A Russian S-400 air defence system. Ukrainian forces claimed to have hit an S-400 air defence position near Kerch, Crimea last month (Photo: Sefa Karacan/Anadolu Agency via Getty)David Kirichenko, associate fellow at the Henry Jackson Society, pointed to signs of strain in the system, including launchers with empty slots, use of older missiles and improvised ground launchers using modified air-to-air missiles.

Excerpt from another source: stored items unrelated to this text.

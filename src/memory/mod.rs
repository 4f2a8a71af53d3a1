//! Per-session conversational memory.

use std::sync::Arc;
use std::time::Duration;

use async_trait::async_trait;
use thiserror::Error;

use crate::config::{MemoryBackend, MemoryConfig};
use crate::models::chat::{ChatMessage, SessionContext};

pub mod local;
pub mod redis;

pub use self::local::InMemoryStore;
pub use self::redis::RedisStore;

#[derive(Debug, Error)]
pub enum MemoryError {
    #[error("Redis error: {0}")]
    Redis(#[from] bb8_redis::redis::RedisError),

    #[error("Redis pool error: {0}")]
    Pool(String),

    #[error("Stored session data is corrupt: {0}")]
    Corrupt(#[from] serde_json::Error),
}

/// Storage for session histories and contexts.
///
/// Every write refreshes the session's expiry. `commit` stores its whole
/// batch, and the context when one is given, or nothing.
#[async_trait]
pub trait MemoryStore: Send + Sync {
    /// The most recent `limit` messages, oldest first.
    async fn history(&self, session_id: &str, limit: usize) -> Result<Vec<ChatMessage>, MemoryError>;

    /// Append `messages` and replace the context in one write.
    async fn commit(
        &self,
        session_id: &str,
        messages: &[ChatMessage],
        context: Option<&SessionContext>,
    ) -> Result<(), MemoryError>;

    async fn append(&self, session_id: &str, messages: &[ChatMessage]) -> Result<(), MemoryError> {
        self.commit(session_id, messages, None).await
    }

    async fn context(&self, session_id: &str) -> Result<SessionContext, MemoryError>;

    async fn save_context(&self, session_id: &str, context: &SessionContext) -> Result<(), MemoryError>;

    /// Drop history and context for the session.
    async fn clear(&self, session_id: &str) -> Result<(), MemoryError>;
}

/// Build the store selected by configuration.
pub async fn build_store(config: &MemoryConfig) -> Result<Arc<dyn MemoryStore>, MemoryError> {
    let ttl = Duration::from_secs(config.ttl_secs);
    match config.backend {
        MemoryBackend::Memory => Ok(Arc::new(InMemoryStore::new(ttl))),
        MemoryBackend::Redis => {
            let store = RedisStore::connect(&config.redis_url, config.pool_size, ttl).await?;
            Ok(Arc::new(store))
        }
    }
}
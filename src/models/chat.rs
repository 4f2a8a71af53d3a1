//! Conversation types and the REST chat/record payloads.

use std::fmt;

use chrono::{DateTime, Utc};
use serde::{Deserialize, Serialize};
use validator::{Validate, ValidationError};

pub const MAX_MESSAGE_CHARS: u64 = 4000;

#[derive(Debug, Clone, Copy, PartialEq, Eq, Serialize, Deserialize)]
#[serde(rename_all = "lowercase")]
pub enum Role {
    User,
    Assistant,
}

impl fmt::Display for Role {
    fn fmt(&self, f: &mut fmt::Formatter<'_>) -> fmt::Result {
        match self {
            Role::User => write!(f, "user"),
            Role::Assistant => write!(f, "assistant"),
        }
    }
}

/// One turn of a conversation.
#[derive(Debug, Clone, PartialEq, Serialize, Deserialize)]
pub struct ChatMessage {
    pub role: Role,
    pub content: String,
    #[serde(default, skip_serializing_if = "Option::is_none")]
    pub timestamp: Option<DateTime<Utc>>,
}

impl ChatMessage {
    pub fn new(role: Role, content: impl Into<String>) -> Self {
        Self {
            role,
            content: content.into(),
            timestamp: None,
        }
    }

    pub fn user(content: impl Into<String>) -> Self {
        Self::new(Role::User, content)
    }

    pub fn assistant(content: impl Into<String>) -> Self {
        Self::new(Role::Assistant, content)
    }

    pub fn stamped(mut self, at: DateTime<Utc>) -> Self {
        self.timestamp = Some(at);
        self
    }
}

/// Per-session facts remembered alongside the history.
#[derive(Debug, Clone, Default, PartialEq, Serialize, Deserialize)]
pub struct SessionContext {
    #[serde(default, skip_serializing_if = "Option::is_none")]
    pub patient_id: Option<String>,
}

#[derive(Debug, Clone, Deserialize, Validate)]
pub struct ChatRequest {
    #[validate(custom = "validate_message")]
    pub message: String,
    #[validate(length(min = 1, max = 64))]
    pub patient_id: Option<String>,
    #[validate(length(min = 1, max = 128))]
    pub session_id: Option<String>,
}

#[derive(Debug, Clone, Serialize, Deserialize)]
pub struct ChatResponse {
    pub response: String,
    pub session_id: String,
}

#[derive(Debug, Clone, Deserialize, Validate)]
pub struct GuestChatRequest {
    #[validate(custom = "validate_message")]
    pub message: String,
    #[serde(default)]
    pub history: Vec<ChatMessage>,
}

#[derive(Debug, Clone, Serialize, Deserialize)]
pub struct GuestChatResponse {
    pub message: String,
    pub session_id: String,
}

/// Record categories the record agent can answer.
#[derive(Debug, Clone, Copy, PartialEq, Eq, Serialize, Deserialize)]
#[serde(rename_all = "lowercase")]
pub enum RecordKind {
    Summary,
    Vitals,
    Prescriptions,
}

impl fmt::Display for RecordKind {
    fn fmt(&self, f: &mut fmt::Formatter<'_>) -> fmt::Result {
        match self {
            RecordKind::Summary => write!(f, "summary"),
            RecordKind::Vitals => write!(f, "vitals"),
            RecordKind::Prescriptions => write!(f, "prescriptions"),
        }
    }
}

fn default_days() -> u32 {
    30
}

#[derive(Debug, Clone, Deserialize, Validate)]
pub struct RecordRequest {
    #[validate(length(min = 1, max = 64))]
    pub patient_id: String,
    #[validate(length(min = 1, max = 128))]
    pub session_id: Option<String>,
    #[validate(length(min = 1, max = 50))]
    pub vital_type: Option<String>,
    #[serde(default = "default_days")]
    #[validate(range(min = 1, max = 365))]
    pub days: u32,
}

pub(crate) fn validate_message(message: &str) -> Result<(), ValidationError> {
    if message.trim().is_empty() {
        return Err(ValidationError::new("empty_message"));
    }
    if message.chars().count() as u64 > MAX_MESSAGE_CHARS {
        return Err(ValidationError::new("message_too_long"));
    }
    Ok(())
}

#[cfg(test)]
mod tests {
    use super::*;

    #[test]
    fn message_serializes_without_timestamp_when_absent() {
        let json = serde_json::to_value(ChatMessage::user("hello")).unwrap();
        assert_eq!(json, serde_json::json!({"role": "user", "content": "hello"}));
    }

    #[test]
    fn blank_and_oversized_messages_are_rejected() {
        assert!(validate_message("   ").is_err());
        assert!(validate_message(&"a".repeat(MAX_MESSAGE_CHARS as usize + 1)).is_err());
        assert!(validate_message("How are my vitals?").is_ok());
    }

    #[test]
    fn record_request_defaults_to_thirty_days() {
        let request: RecordRequest =
            serde_json::from_str(r#"{"patient_id": "p-1"}"#).unwrap();
        assert_eq!(request.days, 30);
        assert!(request.validate().is_ok());
    }

    #[test]
    fn record_request_rejects_out_of_range_window() {
        let request: RecordRequest =
            serde_json::from_str(r#"{"patient_id": "p-1", "days": 0}"#).unwrap();
        assert!(request.validate().is_err());
    }
}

Air-defence ammunition shortages are a growing problem for Russia, Bronk told The i Paper. “Particularly among some of the shorter-range systems like the SA-22 [Pantsir-S1] that are primarily reliable for counter-UAV defence … they’re running relatively short on ammunition in some areas. It is more expensive on average for the defending side to shoot down incoming relatively low-end missiles or rockets than it is for the offence.”
Russian vulnerabilities
Experts point to major flaws in the Russian system. Jonathan Lippert, president of Defense Tech for Ukraine, said Russia had “seriously underinvested in its drone interceptor capabilities to counter Ukraine’s long-range strikes”, while Alexey Chadayev, a Russian drone developer, blamed bureaucracy and legal restrictions.
Russia appears to be using mobile interceptor teams to protect the capital – with potentially embarrassing consequences, since an explosion at an oil refinery during the mass drone attack on Moscow last month may have been caused by a misfiring Russian air-defence missile.
Videos show the contrail of a missile streaking towards the oil tank right before it explodes. Experts said it may have been a Manpad, or portable air-defence system, fired by Russian soldiers.
New footage confirms that an errant Russian surface to air missile was responsible for the tank roof toss at the Moscow Oil Refinery this morning. pic.twitter.com/H5kdsuO2pY
— OSINTtechnical (@Osinttechnical) June 18, 2026For all Ukraine’s successes, experts caution that Russian air defences are still capable and likely to be shooting down a large proportion of Ukrainian drones. Strikes on Russia’s heartlands and energy sites, however, are a blot on Putin’s image as defender of Mother Russia.
“These attacks are a real challenge to the Russian leadership’s narrative about how the war is going because they are a visible and therefore very humiliating and potentially politically dangerous counter-narrative,” said Bronk.
Even if the physical damage Ukraine’s drones can inflict is limited, the political damage to Putin’s prestige could be far more dangerous.